KENDİNE AİT BİR KİMLİK: POSTMODERN FEMİNİST BİR KURGUDA AKADEMİK KADININ FEMİNİST İDEOLOJİSİ VE KİMLİK KRİZİ

Neden akademik kadınlar “bilimin toplumsal cinsiyetlendirilmesinde“ (Keller, 1984, 78) kendilerine ait bir kimlik bulmakta zorlanıyorlar? Bunun nedeni, akademinin ataerkil hegemonyasında kadınların hâlâ "basmakalıplık, cinsiyetlendirilmiş engeller, dışlama, mobbing, küçümseme ve itibarsızlaştırma ile karşı karşıya olmaları“ mı? (Buran, 2020). Bu çalışma, Margaret Drabble’ın savaş sonrası yıllarda geleneksel ideal kadın rolünden kimlik krizi yaşayan kadın rolüne geçişini anlatan The Millstone (1965) romanında işlediği feminist ideoloji ve biyoloji arayüzünü tartışır. Bu postmodern feminist kurgu, bir kocaya bağımlı kalmadan bekâr bir anne olarak kalmayı tercih ettiği için evliliği değil akademik kariyeri amaç edinen hayatın her alanında özgürleşen alternatif yeni modern bir kadın kahramanı (Rosamund Stacey’i) yeniden yapılandırır. Bu makalenin amacı, Drabble’ın akademik kadının sosyal, ailevi profesyonel ve annelik gibi parçalanmış kimlik krizlerine doğru kendi yolculuğunu nasıl tasvir ettiğini keşfetmektir. Bu krizler Rosamund’un toplumsal olarak atanmış kadın rollerinden ve beden kısıtlamalarından kaçarak feminist ideolojisini ve gerçek kimliğini bulma arayışını keşfetmesi ile aşılır.
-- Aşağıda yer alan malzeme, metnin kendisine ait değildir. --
// Kubernetes node discovery
pub mod kube_client;
pub mod kube_resources;
pub mod mappers;
pub mod nodes;

// Prometheus-compatible metrics backend
pub mod probe;
pub mod prometheus_client;
pub mod prometheus_dto;
use anyhow::Result;
use tracing::info;

use crate::scheduler::tasks::collectors::prometheus::cycle_report::CycleReport;

/// Destination for a finished collection cycle.
pub trait MetricExporter: Send + Sync {
    fn export(&self, report: &CycleReport) -> Result<()>;
}

/// Used when no sample directory is configured: only a per-node summary is logged.
#[derive(Debug, Default)]
pub struct LoggingExporter;

impl MetricExporter for LoggingExporter {
    fn export(&self, report: &CycleReport) -> Result<()> {
        for collection in &report.nodes {
            info!(
                cycle_id = %report.cycle_id,
                node = collection.name(),
                pods = collection.pods.len(),
                "Collected node metrics"
            );
        }
        for warning in &report.warnings {
            info!(cycle_id = %report.cycle_id, "Backend warning: {}", warning);
        }
        Ok(())
    }
}
pub mod heapster;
An Identity of One’s Own: Feminist Ideology and Identity Crisis of an Academic Woman in a Postmodern Feminist Fiction

Why academic women struggle to find an identity of their own in “the genderization of science” (Keller, 1984, 78)? Is it because they still “face stereotyping, gendered barriers, exclusion, mobbing, discounting and discrediting in the patriarchal domain of science”? (Buran, 2020). This paper close-reads the interface between feminist ideology and biology that Margaret Drabble develops in her The Millstone (1965), which tells the transition from traditional ideal women to women in crisis in Post-War Britain. This postmodern feminist fiction reconstructs an alternative woman protagonist, Rosamund Stacey, liberated in all facets of life for whom marriage is not the goal but her academic career, as she prefers to remain a single mother without depending on a husband. The aim of this article is to explore how Drabble portrays an academic woman’s selfjourney towards a sense of fragmented identity crises of social, familial, professional, and maternal. This is achieved by exploring Rosamund’s quest to find her feminist ideology and true identity flying from body constraints and socially assigned female roles.